The Problem: I've got a couple of problems with the commonly used “pairs” plot in R for quality control in -omics data. (1) It's not that space-efficient since it only uses half the space for datapoints and (2) the scatterplot isn't very informative. When I look at those scatter plots it's hard to tell anything about the spread of the data or any normalization problems. This is particularily true for proteomics data where the high dynamic range can obscure lower abundance points.
The Solution: A panel of MA plots (Minus-Average). The MA plot shows fold-change vs average intensity for a pair of samples. It lets you see difference between sample groups as fold-change which I think is a useful unit for comparison and visualizes normalization problems. Rather than plot each against each we will only compare samples between groups to save space.

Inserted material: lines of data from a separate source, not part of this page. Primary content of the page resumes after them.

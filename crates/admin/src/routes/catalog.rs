//! Product and category management.

use axum::{
    Json,
    extract::{Path, Query, State},
};
use tracing::instrument;

use bazaar_core::{CategoryId, CategoryTree, Paginated, Product, ProductId};

use crate::db::catalog::CategorySummary;
use crate::db::{CategoryRepository, ProductRepository};
use crate::error::{Result, not_found};
use crate::extract;
use crate::middleware::RequireAdmin;
use crate::routes::{Action, ListQuery};
use crate::services::catalog::{CategoryForm, ProductForm};
use crate::state::AppState;

// =============================================================================
// Products
// =============================================================================

#[instrument(skip(state, _admin))]
pub async fn list_products(
    State(state): State<AppState>,
    _admin: RequireAdmin,
    Query(query): Query<ListQuery>,
) -> Result<Json<Paginated<Product>>> {
    let products = ProductRepository::new(state.pool())
        .list(query.term(), query.page())
        .await?;
    Ok(Json(products))
}

#[instrument(skip(state, _admin))]
pub async fn show_product(
    State(state): State<AppState>,
    _admin: RequireAdmin,
    Path(id): Path<ProductId>,
) -> Result<Json<Product>> {
    let product = ProductRepository::new(state.pool())
        .get(id)
        .await
        .map_err(not_found("Product"))?;
    Ok(Json(product))
}

#[instrument(skip(state, admin, form), fields(admin_id = %admin.id))]
pub async fn create_product(
    State(state): State<AppState>,
    RequireAdmin(admin): RequireAdmin,
    extract::Json(form): extract::Json<ProductForm>,
) -> Result<Json<Action<Product>>> {
    let input = form.validate()?;
    let product = ProductRepository::new(state.pool()).create(&input).await?;

    tracing::info!(product_id = %product.id, slug = %product.slug, "Product created");
    Ok(Json(Action::ok("Product created successfully").with_data(product)))
}

#[instrument(skip(state, admin, form), fields(admin_id = %admin.id))]
pub async fn update_product(
    State(state): State<AppState>,
    RequireAdmin(admin): RequireAdmin,
    Path(id): Path<ProductId>,
    extract::Json(form): extract::Json<ProductForm>,
) -> Result<Json<Action<Product>>> {
    let input = form.validate()?;
    let product = ProductRepository::new(state.pool())
        .update(id, &input)
        .await
        .map_err(not_found("Product"))?;

    tracing::info!(product_id = %id, "Product updated");
    Ok(Json(Action::ok("Product updated successfully").with_data(product)))
}

#[instrument(skip(state, admin), fields(admin_id = %admin.id))]
pub async fn delete_product(
    State(state): State<AppState>,
    RequireAdmin(admin): RequireAdmin,
    Path(id): Path<ProductId>,
) -> Result<Json<Action>> {
    let repriced = ProductRepository::new(state.pool())
        .delete(id, &state.config().pricing)
        .await
        .map_err(not_found("Product"))?;

    tracing::info!(product_id = %id, carts_repriced = repriced, "Product deleted");
    Ok(Json(Action::ok("Product deleted successfully")))
}

// =============================================================================
// Categories
// =============================================================================

#[instrument(skip(state, _admin))]
pub async fn list_categories(
    State(state): State<AppState>,
    _admin: RequireAdmin,
) -> Result<Json<Vec<CategorySummary>>> {
    let categories = CategoryRepository::new(state.pool()).list().await?;
    Ok(Json(categories))
}

#[instrument(skip(state, _admin))]
pub async fn show_category(
    State(state): State<AppState>,
    _admin: RequireAdmin,
    Path(id): Path<CategoryId>,
) -> Result<Json<CategoryTree>> {
    let category = CategoryRepository::new(state.pool())
        .get(id)
        .await
        .map_err(not_found("Category"))?;
    Ok(Json(category))
}

#[instrument(skip(state, admin, form), fields(admin_id = %admin.id))]
pub async fn create_category(
    State(state): State<AppState>,
    RequireAdmin(admin): RequireAdmin,
    extract::Json(form): extract::Json<CategoryForm>,
) -> Result<Json<Action<CategoryTree>>> {
    let input = form.validate()?;
    let category = CategoryRepository::new(state.pool()).create(&input).await?;

    tracing::info!(category_id = %category.category.id, "Category created");
    Ok(Json(
        Action::ok("Category created successfully.").with_data(category),
    ))
}

#[instrument(skip(state, admin, form), fields(admin_id = %admin.id))]
pub async fn update_category(
    State(state): State<AppState>,
    RequireAdmin(admin): RequireAdmin,
    Path(id): Path<CategoryId>,
    extract::Json(form): extract::Json<CategoryForm>,
) -> Result<Json<Action<CategoryTree>>> {
    let input = form.validate()?;
    let category = CategoryRepository::new(state.pool())
        .update(id, &input)
        .await
        .map_err(not_found("Category"))?;

    tracing::info!(category_id = %id, "Category updated");
    Ok(Json(
        Action::ok("Category updated successfully.").with_data(category),
    ))
}

#[instrument(skip(state, admin), fields(admin_id = %admin.id))]
pub async fn delete_category(
    State(state): State<AppState>,
    RequireAdmin(admin): RequireAdmin,
    Path(id): Path<CategoryId>,
) -> Result<Json<Action>> {
    CategoryRepository::new(state.pool())
        .delete(id)
        .await
        .map_err(not_found("Category"))?;

    tracing::info!(category_id = %id, "Category deleted");
    Ok(Json(Action::ok("Category deleted successfully.")))
}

This goes along with a previous post of mine that attempts to convince biologists of the value of putting tables of data into tidy format. This method takes advantage of pivoting data to succintly generate a panel of MA plots
suppressPackageStartupMessages(library(tidyverse)) library(GGally) library(DEFormats)
Set up the data
I'll start with simulated data that will resemble a gene expression study. A proteomics dataset would be similar. The dataset will have 8 samples, half of them treated, half control. 7 of the samples will approximately the same but Sample 4 will have a 3-fold increase compared to the rest to illustrate how MA-plots help identify problems with normalization.
counts <- simulateRnaSeqData(n = 5000, m = 8) counts[, 4] <- counts[, 4] * 3 targets <- data.frame(sample = colnames(counts), group = c(rep("control", 4), rep("treated", 4)))
ggpairs function from the
GGally package does a decent job of the pairs plot.
The pairs plot tells us something about the data. The correlation is nice to have and if any sample was wildly different from the others it would show up in the scatter plot. Still I don't think it conveys the information very efficiently.
MA plot panel
Typically I would start by pivoting all the count data to a single columns and joining in the metadata. But I need to associate control and treated data for each gene for each sample so the usual method won't work. It took me a while to fall on the solution: we have to pivot the control and treated samples separately. So for each gene we will have a control sample name, a treated sample name and control and treated count data. Those can be used to calculate Fold-change and intensity.
control_samples <- targets$sample[targets$group == "control"] treated_samples <- targets$sample[targets$group == "treated"] data.frame(counts) %>% rownames_to_column("gene") %>% pivot_longer(all_of(control_samples), names_to = "control_sample", values_to = "control_count") %>% pivot_longer(all_of(treated_samples), names_to = "treated_sample", values_to = "treated_count") %>% mutate(FC = treated_count / control_count) %>% mutate(Intensity = (treated_count + control_count) / 2) ## # A tibble: 80,000 x 7 ## gene control_sample control_count treated_sample treated_count FC Intensity ## <chr> <chr> <dbl> <chr> <dbl> <dbl> <dbl> ## 1 gene1 sample1 103 sample5 71 0.689 87 ## 2 gene1 sample1 103 sample6 79 0.767 91 ## 3 gene1 sample1 103 sample7 76 0.738 89.5 ## 4 gene1 sample1 103 sample8 118 1.15 110. ## 5 gene1 sample2 82 sample5 71 0.866 76.5 ## 6 gene1 sample2 82 sample6 79 0.963 80.5 ## 7 gene1 sample2 82 sample7 76 0.927 79 ## 8 gene1 sample2 82 sample8 118 1.44 100 ## 9 gene1 sample3 89 sample5 71 0.798 80 ## 10 gene1 sample3 89 sample6 79 0.888 84 ## # ... with 79,990 more rows
All that's left to do now is plot. Facet_grid will let us split the samples up.
data.frame(counts) %>% rownames_to_column("gene") %>% pivot_longer(all_of(control_samples), names_to = "control_sample", values_to = "control_count") %>% pivot_longer(all_of(treated_samples), names_to = "treated_sample", values_to = "treated_count") %>% mutate(FC = treated_count / control_count) %>% mutate(Intensity = (treated_count + control_count) / 2) %>% ggplot(aes(x = Intensity, y = FC)) + geom_point(alpha = 0.5, na.rm = TRUE) + scale_x_continuous(trans = "log10") + scale_y_continuous(trans = "log2", breaks = 2^seq(-4, 4, 2)) + geom_hline(yintercept = 1) + labs(x = "Intensity", y = "Fold Change, treated vs control") + facet_grid(rows = vars(treated_sample), cols = vars(control_sample))
The change in abundance in sample 4 shows up much more clearly now. This isn't a common way to plot the data so it might require some explaining to your colleagues but worth the effort in my opinion.